#### [Data in this exercise]
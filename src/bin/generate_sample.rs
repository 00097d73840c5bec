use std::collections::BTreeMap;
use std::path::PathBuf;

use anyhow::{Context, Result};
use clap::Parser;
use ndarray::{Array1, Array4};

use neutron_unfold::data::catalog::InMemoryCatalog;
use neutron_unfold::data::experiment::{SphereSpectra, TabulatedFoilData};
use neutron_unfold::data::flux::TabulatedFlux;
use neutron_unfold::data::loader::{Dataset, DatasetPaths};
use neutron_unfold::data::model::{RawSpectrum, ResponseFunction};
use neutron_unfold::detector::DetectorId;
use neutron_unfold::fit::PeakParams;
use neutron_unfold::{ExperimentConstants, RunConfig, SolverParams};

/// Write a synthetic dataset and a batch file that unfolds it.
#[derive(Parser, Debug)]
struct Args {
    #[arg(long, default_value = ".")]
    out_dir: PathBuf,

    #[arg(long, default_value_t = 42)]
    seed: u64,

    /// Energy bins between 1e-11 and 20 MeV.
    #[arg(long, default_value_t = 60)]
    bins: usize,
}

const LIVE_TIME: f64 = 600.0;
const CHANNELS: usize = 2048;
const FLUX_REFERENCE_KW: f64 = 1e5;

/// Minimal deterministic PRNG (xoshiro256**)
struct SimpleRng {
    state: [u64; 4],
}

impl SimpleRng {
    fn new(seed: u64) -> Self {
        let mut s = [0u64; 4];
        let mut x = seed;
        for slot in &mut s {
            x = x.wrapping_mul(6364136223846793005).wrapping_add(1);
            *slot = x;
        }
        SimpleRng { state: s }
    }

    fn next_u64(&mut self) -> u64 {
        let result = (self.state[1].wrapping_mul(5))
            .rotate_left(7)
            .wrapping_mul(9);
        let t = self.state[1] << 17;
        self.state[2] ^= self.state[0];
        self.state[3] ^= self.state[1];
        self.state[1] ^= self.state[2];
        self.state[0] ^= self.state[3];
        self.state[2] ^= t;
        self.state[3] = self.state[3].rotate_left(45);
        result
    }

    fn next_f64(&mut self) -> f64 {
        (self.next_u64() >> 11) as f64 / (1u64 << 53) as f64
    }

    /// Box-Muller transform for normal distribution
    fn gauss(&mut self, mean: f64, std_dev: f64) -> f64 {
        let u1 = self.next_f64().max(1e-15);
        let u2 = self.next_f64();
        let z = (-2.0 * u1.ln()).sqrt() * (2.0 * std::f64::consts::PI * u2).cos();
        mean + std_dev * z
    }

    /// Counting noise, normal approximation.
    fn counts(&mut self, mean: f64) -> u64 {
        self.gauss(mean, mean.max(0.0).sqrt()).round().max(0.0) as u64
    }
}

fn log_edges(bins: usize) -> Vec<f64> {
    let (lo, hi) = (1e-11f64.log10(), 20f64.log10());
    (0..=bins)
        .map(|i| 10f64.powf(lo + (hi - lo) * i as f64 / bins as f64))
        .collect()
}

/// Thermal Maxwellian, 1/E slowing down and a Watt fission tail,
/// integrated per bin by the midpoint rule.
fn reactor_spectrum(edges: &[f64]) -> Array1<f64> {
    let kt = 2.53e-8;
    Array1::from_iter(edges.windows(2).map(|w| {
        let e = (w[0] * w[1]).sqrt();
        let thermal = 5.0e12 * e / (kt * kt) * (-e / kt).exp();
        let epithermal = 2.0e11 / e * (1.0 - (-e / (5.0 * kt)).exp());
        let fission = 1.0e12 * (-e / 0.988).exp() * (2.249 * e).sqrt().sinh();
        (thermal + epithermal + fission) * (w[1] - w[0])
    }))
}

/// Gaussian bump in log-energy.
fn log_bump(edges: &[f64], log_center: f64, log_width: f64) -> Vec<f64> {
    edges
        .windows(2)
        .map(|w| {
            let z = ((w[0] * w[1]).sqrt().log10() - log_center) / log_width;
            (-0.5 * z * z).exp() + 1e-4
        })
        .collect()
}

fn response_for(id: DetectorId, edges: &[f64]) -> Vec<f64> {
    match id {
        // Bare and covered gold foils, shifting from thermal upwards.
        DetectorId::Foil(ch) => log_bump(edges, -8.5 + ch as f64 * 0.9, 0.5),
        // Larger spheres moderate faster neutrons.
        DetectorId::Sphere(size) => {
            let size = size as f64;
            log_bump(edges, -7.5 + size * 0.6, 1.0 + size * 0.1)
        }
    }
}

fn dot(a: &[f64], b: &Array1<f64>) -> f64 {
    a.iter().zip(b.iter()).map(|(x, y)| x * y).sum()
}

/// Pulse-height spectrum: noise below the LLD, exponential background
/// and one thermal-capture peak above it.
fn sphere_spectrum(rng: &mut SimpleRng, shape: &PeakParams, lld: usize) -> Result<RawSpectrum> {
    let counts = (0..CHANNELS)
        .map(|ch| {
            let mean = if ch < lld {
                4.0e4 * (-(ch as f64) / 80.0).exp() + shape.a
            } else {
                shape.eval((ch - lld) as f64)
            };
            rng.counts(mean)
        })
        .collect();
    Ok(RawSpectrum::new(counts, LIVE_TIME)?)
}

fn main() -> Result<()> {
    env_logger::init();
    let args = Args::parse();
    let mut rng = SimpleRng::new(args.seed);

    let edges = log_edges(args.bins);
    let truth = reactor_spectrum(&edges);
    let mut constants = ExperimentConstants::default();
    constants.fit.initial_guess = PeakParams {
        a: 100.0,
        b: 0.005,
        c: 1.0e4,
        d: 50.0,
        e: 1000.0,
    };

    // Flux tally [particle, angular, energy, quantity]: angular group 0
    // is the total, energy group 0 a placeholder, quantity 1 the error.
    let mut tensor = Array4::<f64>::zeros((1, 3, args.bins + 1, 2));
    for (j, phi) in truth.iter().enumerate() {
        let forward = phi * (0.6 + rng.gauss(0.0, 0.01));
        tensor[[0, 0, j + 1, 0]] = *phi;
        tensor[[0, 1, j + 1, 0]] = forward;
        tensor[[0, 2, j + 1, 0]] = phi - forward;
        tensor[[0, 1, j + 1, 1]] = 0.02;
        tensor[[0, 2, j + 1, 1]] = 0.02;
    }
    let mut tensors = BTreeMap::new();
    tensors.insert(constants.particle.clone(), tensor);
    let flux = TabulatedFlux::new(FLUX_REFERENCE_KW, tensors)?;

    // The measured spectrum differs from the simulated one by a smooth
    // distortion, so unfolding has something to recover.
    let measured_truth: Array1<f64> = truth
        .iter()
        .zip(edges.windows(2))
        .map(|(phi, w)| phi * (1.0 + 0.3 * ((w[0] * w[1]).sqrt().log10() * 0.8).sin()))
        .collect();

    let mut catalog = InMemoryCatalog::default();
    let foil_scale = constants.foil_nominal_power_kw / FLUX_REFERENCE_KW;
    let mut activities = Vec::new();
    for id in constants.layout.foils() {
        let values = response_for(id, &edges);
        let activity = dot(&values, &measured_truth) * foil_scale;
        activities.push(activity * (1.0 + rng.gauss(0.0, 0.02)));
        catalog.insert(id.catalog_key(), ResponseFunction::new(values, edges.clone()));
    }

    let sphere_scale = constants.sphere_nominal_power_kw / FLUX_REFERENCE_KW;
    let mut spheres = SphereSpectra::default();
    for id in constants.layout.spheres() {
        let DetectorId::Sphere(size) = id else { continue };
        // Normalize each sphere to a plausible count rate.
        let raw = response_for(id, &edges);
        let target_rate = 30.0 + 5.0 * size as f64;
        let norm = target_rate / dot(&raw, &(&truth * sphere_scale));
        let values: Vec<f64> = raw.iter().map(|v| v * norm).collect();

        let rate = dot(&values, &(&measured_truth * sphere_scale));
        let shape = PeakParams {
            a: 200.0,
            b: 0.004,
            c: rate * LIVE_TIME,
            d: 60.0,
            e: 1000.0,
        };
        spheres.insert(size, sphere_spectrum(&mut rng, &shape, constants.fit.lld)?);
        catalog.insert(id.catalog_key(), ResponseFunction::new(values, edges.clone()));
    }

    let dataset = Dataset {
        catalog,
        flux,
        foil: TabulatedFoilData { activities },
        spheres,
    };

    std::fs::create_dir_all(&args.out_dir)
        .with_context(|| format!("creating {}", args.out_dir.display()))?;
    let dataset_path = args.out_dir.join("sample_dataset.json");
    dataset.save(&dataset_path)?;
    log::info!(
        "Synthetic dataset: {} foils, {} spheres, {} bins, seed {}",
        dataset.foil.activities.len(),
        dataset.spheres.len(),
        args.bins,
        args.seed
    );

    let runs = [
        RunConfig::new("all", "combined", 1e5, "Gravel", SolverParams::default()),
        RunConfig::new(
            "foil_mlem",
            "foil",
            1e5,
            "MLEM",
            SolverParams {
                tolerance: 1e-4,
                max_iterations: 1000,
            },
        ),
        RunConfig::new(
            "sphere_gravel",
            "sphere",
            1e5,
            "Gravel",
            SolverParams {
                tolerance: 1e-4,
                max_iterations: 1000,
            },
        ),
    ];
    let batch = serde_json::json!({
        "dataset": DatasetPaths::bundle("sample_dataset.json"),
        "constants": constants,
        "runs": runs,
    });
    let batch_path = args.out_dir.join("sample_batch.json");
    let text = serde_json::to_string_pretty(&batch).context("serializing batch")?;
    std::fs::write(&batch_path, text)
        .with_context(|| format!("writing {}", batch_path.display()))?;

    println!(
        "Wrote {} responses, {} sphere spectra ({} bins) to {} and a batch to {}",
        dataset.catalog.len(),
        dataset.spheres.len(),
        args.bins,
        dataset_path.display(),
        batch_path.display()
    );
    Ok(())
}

#### [What this task involves]
Your answer should be the lines of the records that hold the string "usize".

#### [Solution for this exercise]
    bins: usize,
const CHANNELS: usize = 2048;
fn log_edges(bins: usize) -> Vec<f64> {
fn sphere_spectrum(rng: &mut SimpleRng, shape: &PeakParams, lld: usize) -> Result<RawSpectrum> {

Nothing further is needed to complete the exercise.